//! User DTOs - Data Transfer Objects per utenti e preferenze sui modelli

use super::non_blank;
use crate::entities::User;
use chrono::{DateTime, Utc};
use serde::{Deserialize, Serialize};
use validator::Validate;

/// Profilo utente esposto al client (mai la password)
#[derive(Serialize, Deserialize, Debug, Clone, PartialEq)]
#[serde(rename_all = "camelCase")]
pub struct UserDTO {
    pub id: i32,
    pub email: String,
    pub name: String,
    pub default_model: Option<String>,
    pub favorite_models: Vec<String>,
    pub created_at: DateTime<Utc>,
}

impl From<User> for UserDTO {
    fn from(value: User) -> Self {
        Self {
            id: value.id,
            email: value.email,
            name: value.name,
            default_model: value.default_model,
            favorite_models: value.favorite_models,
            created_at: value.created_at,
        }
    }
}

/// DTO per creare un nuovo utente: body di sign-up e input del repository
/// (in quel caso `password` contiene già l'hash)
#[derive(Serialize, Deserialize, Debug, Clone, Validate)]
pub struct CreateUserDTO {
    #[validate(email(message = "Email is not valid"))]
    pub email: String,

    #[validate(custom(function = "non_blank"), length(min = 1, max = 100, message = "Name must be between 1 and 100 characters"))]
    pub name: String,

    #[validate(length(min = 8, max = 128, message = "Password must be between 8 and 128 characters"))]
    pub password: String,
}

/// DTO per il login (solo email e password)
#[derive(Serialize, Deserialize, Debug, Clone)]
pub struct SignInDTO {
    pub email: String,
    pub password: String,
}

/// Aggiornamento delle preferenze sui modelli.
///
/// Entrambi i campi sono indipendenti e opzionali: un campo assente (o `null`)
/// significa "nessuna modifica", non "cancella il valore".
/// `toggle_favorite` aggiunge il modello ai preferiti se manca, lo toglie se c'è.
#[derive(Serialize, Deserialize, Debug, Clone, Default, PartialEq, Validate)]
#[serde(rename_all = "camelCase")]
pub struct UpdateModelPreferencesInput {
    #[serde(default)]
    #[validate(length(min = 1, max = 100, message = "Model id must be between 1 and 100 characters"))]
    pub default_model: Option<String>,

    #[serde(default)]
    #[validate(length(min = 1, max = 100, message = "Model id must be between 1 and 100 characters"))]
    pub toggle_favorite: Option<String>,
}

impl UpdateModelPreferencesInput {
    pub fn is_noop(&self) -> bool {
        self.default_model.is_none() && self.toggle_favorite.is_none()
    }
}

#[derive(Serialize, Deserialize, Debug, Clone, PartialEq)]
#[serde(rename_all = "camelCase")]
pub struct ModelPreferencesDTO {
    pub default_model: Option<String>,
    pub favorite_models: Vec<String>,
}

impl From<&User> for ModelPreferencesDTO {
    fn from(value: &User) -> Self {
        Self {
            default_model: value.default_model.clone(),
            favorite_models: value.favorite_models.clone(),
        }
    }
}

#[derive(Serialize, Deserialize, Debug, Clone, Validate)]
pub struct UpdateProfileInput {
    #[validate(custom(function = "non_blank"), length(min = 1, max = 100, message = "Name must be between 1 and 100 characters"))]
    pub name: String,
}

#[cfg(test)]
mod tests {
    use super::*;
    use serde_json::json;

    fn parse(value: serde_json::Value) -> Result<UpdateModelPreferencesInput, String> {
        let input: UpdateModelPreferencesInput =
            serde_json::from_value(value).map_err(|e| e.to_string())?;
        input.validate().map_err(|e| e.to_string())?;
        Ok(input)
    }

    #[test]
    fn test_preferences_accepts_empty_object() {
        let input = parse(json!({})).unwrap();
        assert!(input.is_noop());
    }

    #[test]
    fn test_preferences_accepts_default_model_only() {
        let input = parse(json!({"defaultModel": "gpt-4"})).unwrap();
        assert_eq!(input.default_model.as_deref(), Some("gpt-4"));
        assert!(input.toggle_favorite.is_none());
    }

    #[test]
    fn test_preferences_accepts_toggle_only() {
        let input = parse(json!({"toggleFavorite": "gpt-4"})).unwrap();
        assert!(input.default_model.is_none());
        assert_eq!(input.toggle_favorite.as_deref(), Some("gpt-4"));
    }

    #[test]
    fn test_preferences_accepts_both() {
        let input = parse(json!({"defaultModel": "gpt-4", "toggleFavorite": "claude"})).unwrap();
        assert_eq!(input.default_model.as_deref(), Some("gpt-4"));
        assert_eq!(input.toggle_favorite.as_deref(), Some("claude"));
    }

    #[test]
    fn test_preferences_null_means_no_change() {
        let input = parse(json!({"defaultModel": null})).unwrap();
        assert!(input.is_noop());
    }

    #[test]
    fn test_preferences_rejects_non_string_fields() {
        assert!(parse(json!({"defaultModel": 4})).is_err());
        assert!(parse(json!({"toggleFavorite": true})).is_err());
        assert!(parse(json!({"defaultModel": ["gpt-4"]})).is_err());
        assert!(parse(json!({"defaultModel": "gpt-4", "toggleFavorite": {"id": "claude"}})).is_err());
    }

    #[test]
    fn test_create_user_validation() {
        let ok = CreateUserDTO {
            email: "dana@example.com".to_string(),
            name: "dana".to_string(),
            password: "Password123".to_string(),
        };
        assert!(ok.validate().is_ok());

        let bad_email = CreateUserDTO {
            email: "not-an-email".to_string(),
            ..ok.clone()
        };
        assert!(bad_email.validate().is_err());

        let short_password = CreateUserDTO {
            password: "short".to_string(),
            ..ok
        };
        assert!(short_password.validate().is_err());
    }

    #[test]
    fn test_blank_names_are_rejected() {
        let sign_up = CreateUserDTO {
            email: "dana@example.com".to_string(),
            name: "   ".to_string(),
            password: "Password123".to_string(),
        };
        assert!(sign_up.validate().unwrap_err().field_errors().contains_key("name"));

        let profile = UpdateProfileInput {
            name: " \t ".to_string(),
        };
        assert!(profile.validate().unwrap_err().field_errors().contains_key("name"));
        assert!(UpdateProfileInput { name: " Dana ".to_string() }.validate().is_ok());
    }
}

════════

TRY IT:
Show the lines of the entries that include the string "UpdateProfileInput", copying each in full.

RESPONSE:
pub struct UpdateProfileInput {
        let profile = UpdateProfileInput {
        assert!(UpdateProfileInput { name: " Dana ".to_string() }.validate().is_ok());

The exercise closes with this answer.